"""
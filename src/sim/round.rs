//! Round counter, round clock, and per-round pacing

use crate::seconds_to_ticks;
use crate::tuning::RoundTuning;

/// Current round and everything derived from its number
#[derive(Debug, Clone, PartialEq)]
pub struct Round {
    /// 1-based, only ever increases
    pub number: u32,
    /// Ticks left in the current round
    pub timer_ticks: u32,
    pub duration_ticks: u32,
    /// Population the spawner tops up toward
    pub target_population: u32,
    /// Ticks between spawns
    pub spawn_delay_ticks: u32,
    /// Ticks until the next spawn attempt (0 = ready)
    pub spawn_timer: u32,
}

impl Round {
    pub fn new(tuning: &RoundTuning) -> Self {
        let duration_ticks = seconds_to_ticks(tuning.duration_secs);
        Self {
            number: 1,
            timer_ticks: duration_ticks,
            duration_ticks,
            target_population: target_population(tuning, 1),
            spawn_delay_ticks: spawn_delay(tuning, 1),
            spawn_timer: 0,
        }
    }

    /// Reset the clock and recompute pacing for the current round number.
    /// Returns the reward owed to the player.
    pub fn start_new_round(&mut self, tuning: &RoundTuning) -> u32 {
        self.duration_ticks = seconds_to_ticks(tuning.duration_secs);
        self.timer_ticks = self.duration_ticks;
        self.target_population = target_population(tuning, self.number);
        self.spawn_delay_ticks = spawn_delay(tuning, self.number);
        self.spawn_timer = 0;
        round_reward(tuning, self.number)
    }

    pub fn advance(&mut self) {
        self.number += 1;
    }

    /// Count the round clock down one tick
    pub fn tick_timer(&mut self) {
        if self.timer_ticks > 0 {
            self.timer_ticks -= 1;
        }
    }

    pub fn is_over(&self) -> bool {
        self.timer_ticks == 0
    }

    /// Count down the spawn timer; true if a spawn attempt is due
    pub fn spawn_due(&mut self) -> bool {
        if self.spawn_timer > 0 {
            self.spawn_timer -= 1;
        }
        self.spawn_timer == 0
    }

    pub fn reset_spawn_timer(&mut self) {
        self.spawn_timer = self.spawn_delay_ticks;
    }

    pub fn time_remaining_secs(&self) -> f32 {
        self.timer_ticks as f32 / crate::consts::TICKS_PER_SECOND as f32
    }
}

/// `base_reward * (1 + reward_scaling * (round - 1))`, rounded to the nearest unit
pub fn round_reward(tuning: &RoundTuning, round: u32) -> u32 {
    let r = round.saturating_sub(1) as f32;
    (tuning.base_reward as f32 * (1.0 + tuning.reward_scaling * r)).round() as u32
}

/// `min(population_cap, starting + (round - 1) * per_round)`
pub fn target_population(tuning: &RoundTuning, round: u32) -> u32 {
    let grown = tuning
        .starting_enemies
        .saturating_add(round.saturating_sub(1).saturating_mul(tuning.enemies_per_round));
    grown.min(tuning.population_cap)
}

/// `max(min_delay, base_delay * decay^(round - 1))`, in whole ticks
pub fn spawn_delay(tuning: &RoundTuning, round: u32) -> u32 {
    let exp = round.saturating_sub(1).min(i32::MAX as u32) as i32;
    let delay = tuning.base_spawn_delay_ticks * tuning.spawn_delay_decay.powi(exp);
    delay.max(tuning.min_spawn_delay_ticks).round().max(1.0) as u32
}
//! Fixed timestep simulation tick
//!
//! Core game loop that advances the encounter deterministically. Each tick
//! first checks for a phase transition; a tick that changes phase does no
//! further work, so the new phase starts clean on the next tick.

use glam::Vec2;

use super::bonfire;
use super::combat;
use super::spawn::{SpawnContext, SpawnRefusal, spawn_enemy};
use super::state::{GameEvent, GamePhase, GameState};

/// Player intents for a single tick
#[derive(Debug, Clone, Default)]
pub struct TickInput {
    /// Movement direction (normalized internally, zero = stand still)
    pub move_dir: Vec2,
    /// Leave the menu and start round 1
    pub start_round: bool,
    /// Buy the shop offer at this slot
    pub purchase: Option<usize>,
    /// Pay to reroll the shop offers
    pub refresh_shop: bool,
    /// Abandon the run
    pub return_to_menu: bool,
}

/// Advance the game state by one tick
pub fn tick(state: &mut GameState, input: &TickInput) {
    if input.return_to_menu && state.phase != GamePhase::Menu {
        state.reset_to_menu();
        return;
    }

    state.time_ticks += 1;

    match state.phase {
        GamePhase::Menu => {
            if input.start_round {
                state.enter_playing();
                return;
            }
            handle_shop_intents(state, input, false);
        }

        GamePhase::Playing => {
            if state.round.is_over() {
                state.enter_shopping();
                return;
            }
            playing_step(state, input);
        }

        GamePhase::Shopping => {
            if state.shop.is_closed(&state.tuning.shop) {
                state.round.advance();
                state.enter_playing();
                return;
            }
            handle_shop_intents(state, input, true);
            state.shop.tick_timer();
        }

        GamePhase::GameOver => {}
    }
}

fn playing_step(state: &mut GameState, input: &TickInput) {
    state.round.tick_timer();
    bonfire::advance_cooldowns(&mut state.bonfires);

    state.player.walk(input.move_dir);
    let target = state.player.pos;
    for enemy in &mut state.enemies {
        enemy.chase(target);
    }

    if combat::resolve_contact_damage(&mut state.player, &state.enemies, &mut state.events) {
        state.enter_game_over();
        return;
    }

    let tally = combat::resolve_auto_attacks(
        &mut state.player,
        &mut state.enemies,
        &mut state.rng,
        &mut state.events,
    );
    state.score += tally.kills;

    for (index, amount) in
        bonfire::apply_healing(&mut state.bonfires, &mut state.player, &state.tuning.bonfires)
    {
        state.events.push(GameEvent::BonfireHealed {
            bonfire: index,
            amount,
        });
    }

    state.enemies.retain(|e| !e.dead);

    top_up_enemies(state);
}

/// Spawn one enemy if the spawn clock is due and the arena is under target
fn top_up_enemies(state: &mut GameState) {
    if !state.round.spawn_due() {
        return;
    }
    if state.living_enemies() >= state.round.target_population as usize {
        return;
    }

    let id = state.next_entity_id();
    let ctx = SpawnContext {
        round: state.round.number,
        active_count: state.enemies.len(),
        max_active: state.tuning.round.max_active_enemies as usize,
        schedule: &state.tuning.schedule,
        table: &state.enemy_table,
        scaling: &state.tuning.scaling,
    };
    match spawn_enemy(id, &ctx, &mut state.rng) {
        Ok(enemy) => {
            state.events.push(GameEvent::EnemySpawned {
                id: enemy.id,
                kind: enemy.kind,
            });
            state.enemies.push(enemy);
        }
        Err(SpawnRefusal::PopulationCeiling) => {
            log::debug!("Spawn skipped: {} enemies at ceiling", state.enemies.len());
        }
        Err(SpawnRefusal::EmptyPool) => {
            log::debug!("Spawn skipped: no spawn table for round {}", state.round.number);
        }
    }
    state.round.reset_spawn_timer();
}

fn handle_shop_intents(state: &mut GameState, input: &TickInput, enforce_quota: bool) {
    if input.refresh_shop {
        match state.shop.refresh(
            &mut state.player,
            &state.tuning.catalog,
            &state.tuning.shop,
            &mut state.rng,
        ) {
            Ok(cost) => state.events.push(GameEvent::ShopRefreshed { cost }),
            Err(err) => log::debug!("Shop refresh rejected: {:?}", err),
        }
    }

    if let Some(slot) = input.purchase {
        match state
            .shop
            .purchase(slot, &mut state.player, &state.tuning.shop, enforce_quota)
        {
            Ok(item) => {
                log::info!("Bought {} for {}", item.name, item.cost);
                state.events.push(GameEvent::ItemPurchased {
                    name: item.name,
                    cost: item.cost,
                });
            }
            Err(err) => {
                log::debug!("Purchase of slot {} rejected: {:?}", slot, err);
                state.events.push(GameEvent::PurchaseRejected { slot });
            }
        }
    }
}

#[cfg(test)]
mod tests {
    use super::*;
    use crate::consts::*;
    use crate::sim::bonfire::Bonfire;
    use crate::sim::spawn::{EnemyKind, KindStats};
    use crate::sim::state::Enemy;
    use crate::sim::stats::StatKind;
    use crate::tuning::Tuning;

    fn start() -> TickInput {
        TickInput {
            start_round: true,
            ..Default::default()
        }
    }

    /// Tuning with no bonfires so healing never muddies health checks
    fn quiet_tuning() -> Tuning {
        let mut tuning = Tuning::default();
        tuning.bonfires.count = 0;
        tuning
    }

    #[test]
    fn test_menu_to_playing() {
        let mut state = GameState::new(quiet_tuning(), 12345).unwrap();
        tick(&mut state, &TickInput::default());
        assert_eq!(state.phase, GamePhase::Menu);

        tick(&mut state, &start());
        assert_eq!(state.phase, GamePhase::Playing);
        assert_eq!(state.round.number, 1);
        assert_eq!(state.round.timer_ticks, state.round.duration_ticks);
        assert_eq!(state.player.money, PLAYER_START_MONEY + 50);
    }

    #[test]
    fn test_round_end_opens_shop_with_heal() {
        let mut state = GameState::new_playing(quiet_tuning(), 7).unwrap();
        state.enemies.clear();
        state.player.health = 100.0;
        state.round.timer_ticks = 1;
        // Keep the arena empty so nothing else touches health
        state.round.target_population = 0;

        tick(&mut state, &TickInput::default());
        assert_eq!(state.phase, GamePhase::Playing);
        assert_eq!(state.round.timer_ticks, 0);

        tick(&mut state, &TickInput::default());
        assert_eq!(state.phase, GamePhase::Shopping);
        assert_eq!(state.shop.timer_ticks, 30 * TICKS_PER_SECOND);
        // 30% of the missing 100
        assert!((state.player.health - 130.0).abs() < 1e-4);
        assert_eq!(state.shop.offers().len(), state.tuning.shop.offer_count);
    }

    #[test]
    fn test_shop_timeout_starts_next_round() {
        let mut state = GameState::new_playing(quiet_tuning(), 7).unwrap();
        state.round.timer_ticks = 0;
        tick(&mut state, &TickInput::default());
        assert_eq!(state.phase, GamePhase::Shopping);

        let money = state.player.money;
        let limit = state.shop.timer_ticks;
        for _ in 0..limit {
            tick(&mut state, &TickInput::default());
            assert_eq!(state.phase, GamePhase::Shopping);
        }
        tick(&mut state, &TickInput::default());
        assert_eq!(state.phase, GamePhase::Playing);
        assert_eq!(state.round.number, 2);
        assert!(state.enemies.is_empty());
        assert_eq!(state.round.timer_ticks, state.round.duration_ticks);
        // Round 2 reward: 50 * 1.2
        assert_eq!(state.player.money, money + 60);
    }

    #[test]
    fn test_shopping_freezes_the_arena() {
        let mut state = GameState::new_playing(quiet_tuning(), 11).unwrap();
        state.round.target_population = 0;
        let id = state.next_entity_id();
        let pos = state.player.pos + Vec2::new(300.0, 0.0);
        state.enemies.push(Enemy::new(
            id,
            EnemyKind::Zombie,
            pos,
            KindStats {
                health: 80.0,
                damage: 6.0,
                speed: 2.0,
                reward: 30,
            },
        ));
        let mut bonfire = Bonfire::new(state.player.pos);
        bonfire.cooldown_ticks = 50;
        state.bonfires.push(bonfire);
        state.player.health = 100.0;
        state.round.timer_ticks = 0;

        tick(&mut state, &TickInput::default());
        assert_eq!(state.phase, GamePhase::Shopping);

        let enemies = state.enemies.clone();
        let player_pos = state.player.pos;
        let health = state.player.health;
        let shop_timer = state.shop.timer_ticks;
        let walk = TickInput {
            move_dir: Vec2::X,
            ..Default::default()
        };
        for _ in 0..10 {
            tick(&mut state, &walk);
        }

        assert_eq!(state.phase, GamePhase::Shopping);
        assert_eq!(state.enemies, enemies);
        assert_eq!(state.bonfires[0].cooldown_ticks, 50);
        assert_eq!(state.player.pos, player_pos);
        assert_eq!(state.player.health, health);
        assert_eq!(state.shop.timer_ticks, shop_timer - 10);
    }

    #[test]
    fn test_bonfire_heals_once_per_cooldown() {
        let mut state = GameState::new_playing(quiet_tuning(), 2).unwrap();
        state.round.target_population = 0;
        state.bonfires.push(Bonfire::new(state.player.pos));
        state.player.health = 50.0;

        tick(&mut state, &TickInput::default());
        assert_eq!(state.player.health, 125.0);
        assert!(
            state
                .drain_events()
                .contains(&GameEvent::BonfireHealed { bonfire: 0, amount: 75.0 })
        );

        state.player.health = 50.0;
        for _ in 1..state.tuning.bonfires.cooldown_ticks {
            tick(&mut state, &TickInput::default());
        }
        assert_eq!(state.player.health, 50.0);
        tick(&mut state, &TickInput::default());
        assert_eq!(state.player.health, 125.0);
    }

    #[test]
    fn test_purchase_quota_ends_shopping() {
        let mut tuning = quiet_tuning();
        tuning.shop.purchases_per_round = 1;
        tuning.start_money = 10_000;
        let mut state = GameState::new_playing(tuning, 3).unwrap();
        state.round.timer_ticks = 0;
        tick(&mut state, &TickInput::default());
        assert_eq!(state.phase, GamePhase::Shopping);

        let buy = TickInput {
            purchase: Some(0),
            ..Default::default()
        };
        tick(&mut state, &buy);
        assert_eq!(state.shop.purchases_this_round, 1);
        assert_eq!(state.phase, GamePhase::Shopping);
        tick(&mut state, &TickInput::default());
        assert_eq!(state.phase, GamePhase::Playing);
        assert_eq!(state.round.number, 2);
        assert_eq!(state.shop.purchases_this_round, 0);
    }

    #[test]
    fn test_contact_death_is_game_over() {
        let mut state = GameState::new_playing(quiet_tuning(), 1).unwrap();
        state.player.health = 1.0;
        let id = state.next_entity_id();
        let pos = state.player.pos;
        state.enemies.push(Enemy::new(
            id,
            EnemyKind::Golem,
            pos,
            KindStats {
                health: 1.0e6,
                damage: 15.0,
                speed: 0.0,
                reward: 0,
            },
        ));

        tick(&mut state, &TickInput::default());
        assert_eq!(state.phase, GamePhase::GameOver);
        assert_eq!(state.player.health, 0.0);
        let events = state.drain_events();
        assert!(events.iter().any(|e| matches!(e, GameEvent::GameOver { .. })));

        // Irreversible
        let frozen = state.time_ticks;
        tick(&mut state, &start());
        assert_eq!(state.phase, GamePhase::GameOver);
        assert_eq!(state.time_ticks, frozen + 1);
    }

    #[test]
    fn test_kills_pay_once_and_are_pruned() {
        let mut state = GameState::new_playing(quiet_tuning(), 1).unwrap();
        state.player.stats.push_multiplier(StatKind::CritChance, 0.0);
        state.round.target_population = 0;
        let money = state.player.money;
        let id = state.next_entity_id();
        let pos = state.player.pos + Vec2::new(100.0, 0.0);
        state.enemies.push(Enemy::new(
            id,
            EnemyKind::Rat,
            pos,
            KindStats {
                health: 5.0,
                damage: 0.0,
                speed: 0.0,
                reward: 15,
            },
        ));

        tick(&mut state, &TickInput::default());
        assert_eq!(state.score, 1);
        assert_eq!(state.player.money, money + 15);
        assert!(state.enemies.is_empty());
    }

    #[test]
    fn test_spawner_tops_up_to_target_without_exceeding_ceiling() {
        let mut tuning = quiet_tuning();
        tuning.round.max_active_enemies = 3;
        tuning.round.min_spawn_delay_ticks = 1.0;
        tuning.round.base_spawn_delay_ticks = 1.0;
        let mut state = GameState::new_playing(tuning, 99).unwrap();
        // Keep the player out of reach
        state.player.stats.push_multiplier(StatKind::AttackRange, 0.0);

        for _ in 0..20 {
            tick(&mut state, &TickInput::default());
            assert!(state.enemies.len() <= 3);
        }
        assert_eq!(state.enemies.len(), 3);
        assert!(state.enemies.iter().all(|e| e.kind.tier() == crate::sim::spawn::Tier::Basic));
    }

    #[test]
    fn test_return_to_menu_resets_run() {
        let mut state = GameState::new_playing(quiet_tuning(), 5).unwrap();
        state.score = 10;
        tick(
            &mut state,
            &TickInput {
                return_to_menu: true,
                ..Default::default()
            },
        );
        assert_eq!(state.phase, GamePhase::Menu);
        assert_eq!(state.score, 0);
        assert_eq!(state.round.number, 1);
        assert_eq!(state.player.money, PLAYER_START_MONEY);
    }

    #[test]
    fn test_determinism() {
        let mut state1 = GameState::new(Tuning::default(), 99999).unwrap();
        let mut state2 = GameState::new(Tuning::default(), 99999).unwrap();

        let mut inputs = vec![start()];
        for i in 0..600 {
            inputs.push(TickInput {
                move_dir: Vec2::new((i as f32 * 0.05).cos(), (i as f32 * 0.05).sin()),
                ..Default::default()
            });
        }

        for input in &inputs {
            tick(&mut state1, input);
            tick(&mut state2, input);
        }

        assert_eq!(state1.time_ticks, state2.time_ticks);
        assert_eq!(state1.score, state2.score);
        assert_eq!(state1.enemies, state2.enemies);
        assert_eq!(state1.player, state2.player);
        assert_eq!(state1.drain_events(), state2.drain_events());
    }
}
"""
## Exercise goal
Nothing but an exact copy of the lines from the start of the entries through the line containing "if self.spawn_timer >" belongs in the response.

## Reply
filename src/sim/round.rs
//! Round counter, round clock, and per-round pacing

use crate::seconds_to_ticks;
use crate::tuning::RoundTuning;

/// Current round and everything derived from its number
#[derive(Debug, Clone, PartialEq)]
pub struct Round {
    /// 1-based, only ever increases
    pub number: u32,
    /// Ticks left in the current round
    pub timer_ticks: u32,
    pub duration_ticks: u32,
    /// Population the spawner tops up toward
    pub target_population: u32,
    /// Ticks between spawns
    pub spawn_delay_ticks: u32,
    /// Ticks until the next spawn attempt (0 = ready)
    pub spawn_timer: u32,
}

impl Round {
    pub fn new(tuning: &RoundTuning) -> Self {
        let duration_ticks = seconds_to_ticks(tuning.duration_secs);
        Self {
            number: 1,
            timer_ticks: duration_ticks,
            duration_ticks,
            target_population: target_population(tuning, 1),
            spawn_delay_ticks: spawn_delay(tuning, 1),
            spawn_timer: 0,
        }
    }

    /// Reset the clock and recompute pacing for the current round number.
    /// Returns the reward owed to the player.
    pub fn start_new_round(&mut self, tuning: &RoundTuning) -> u32 {
        self.duration_ticks = seconds_to_ticks(tuning.duration_secs);
        self.timer_ticks = self.duration_ticks;
        self.target_population = target_population(tuning, self.number);
        self.spawn_delay_ticks = spawn_delay(tuning, self.number);
        self.spawn_timer = 0;
        round_reward(tuning, self.number)
    }

    pub fn advance(&mut self) {
        self.number += 1;
    }

    /// Count the round clock down one tick
    pub fn tick_timer(&mut self) {
        if self.timer_ticks > 0 {
            self.timer_ticks -= 1;
        }
    }

    pub fn is_over(&self) -> bool {
        self.timer_ticks == 0
    }

    /// Count down the spawn timer; true if a spawn attempt is due
    pub fn spawn_due(&mut self) -> bool {
        if self.spawn_timer > 0 {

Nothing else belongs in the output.